Assigned task: This exercise asks for every line of the material that contains the word "Json".

Data for review:

────────────────────────────────────────

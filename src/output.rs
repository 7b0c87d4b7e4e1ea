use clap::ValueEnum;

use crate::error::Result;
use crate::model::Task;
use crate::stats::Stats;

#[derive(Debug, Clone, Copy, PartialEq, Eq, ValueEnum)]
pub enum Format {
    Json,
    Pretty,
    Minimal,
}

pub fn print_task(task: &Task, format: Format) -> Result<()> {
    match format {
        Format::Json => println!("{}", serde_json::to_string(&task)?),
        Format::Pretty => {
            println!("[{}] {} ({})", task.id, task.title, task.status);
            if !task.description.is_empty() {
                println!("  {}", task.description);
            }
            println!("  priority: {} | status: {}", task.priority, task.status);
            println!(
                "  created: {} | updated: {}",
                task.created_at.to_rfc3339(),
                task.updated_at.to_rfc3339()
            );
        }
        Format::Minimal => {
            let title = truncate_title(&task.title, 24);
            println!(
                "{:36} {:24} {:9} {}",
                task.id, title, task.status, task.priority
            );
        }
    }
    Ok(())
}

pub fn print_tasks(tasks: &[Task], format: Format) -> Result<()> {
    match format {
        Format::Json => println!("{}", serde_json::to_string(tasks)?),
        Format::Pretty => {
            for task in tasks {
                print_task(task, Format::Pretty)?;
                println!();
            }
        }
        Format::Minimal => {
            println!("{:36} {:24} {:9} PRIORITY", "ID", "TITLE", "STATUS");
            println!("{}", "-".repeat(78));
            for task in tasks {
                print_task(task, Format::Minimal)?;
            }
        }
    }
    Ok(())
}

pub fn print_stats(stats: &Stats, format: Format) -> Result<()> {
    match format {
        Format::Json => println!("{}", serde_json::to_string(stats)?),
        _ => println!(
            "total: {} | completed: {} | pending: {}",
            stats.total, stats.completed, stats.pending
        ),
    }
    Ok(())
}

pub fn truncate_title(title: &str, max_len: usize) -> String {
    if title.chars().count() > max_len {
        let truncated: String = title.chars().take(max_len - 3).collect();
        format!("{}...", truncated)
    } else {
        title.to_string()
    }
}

────────────────────────────────────────

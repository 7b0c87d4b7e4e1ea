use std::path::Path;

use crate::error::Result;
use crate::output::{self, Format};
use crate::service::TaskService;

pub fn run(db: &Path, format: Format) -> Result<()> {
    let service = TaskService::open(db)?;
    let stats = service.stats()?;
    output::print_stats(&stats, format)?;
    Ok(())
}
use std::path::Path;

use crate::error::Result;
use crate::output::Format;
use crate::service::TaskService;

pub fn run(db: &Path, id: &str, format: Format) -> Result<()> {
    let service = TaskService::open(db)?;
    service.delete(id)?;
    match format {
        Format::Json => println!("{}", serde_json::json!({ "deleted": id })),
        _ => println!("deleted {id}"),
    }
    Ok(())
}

────────────────────────────────────────

Response area:
    Json,
        Format::Json => println!("{}", serde_json::to_string(&task)?),
        Format::Json => println!("{}", serde_json::to_string(tasks)?),
        Format::Json => println!("{}", serde_json::to_string(stats)?),
        Format::Json => println!("{}", serde_json::json!({ "deleted": id })),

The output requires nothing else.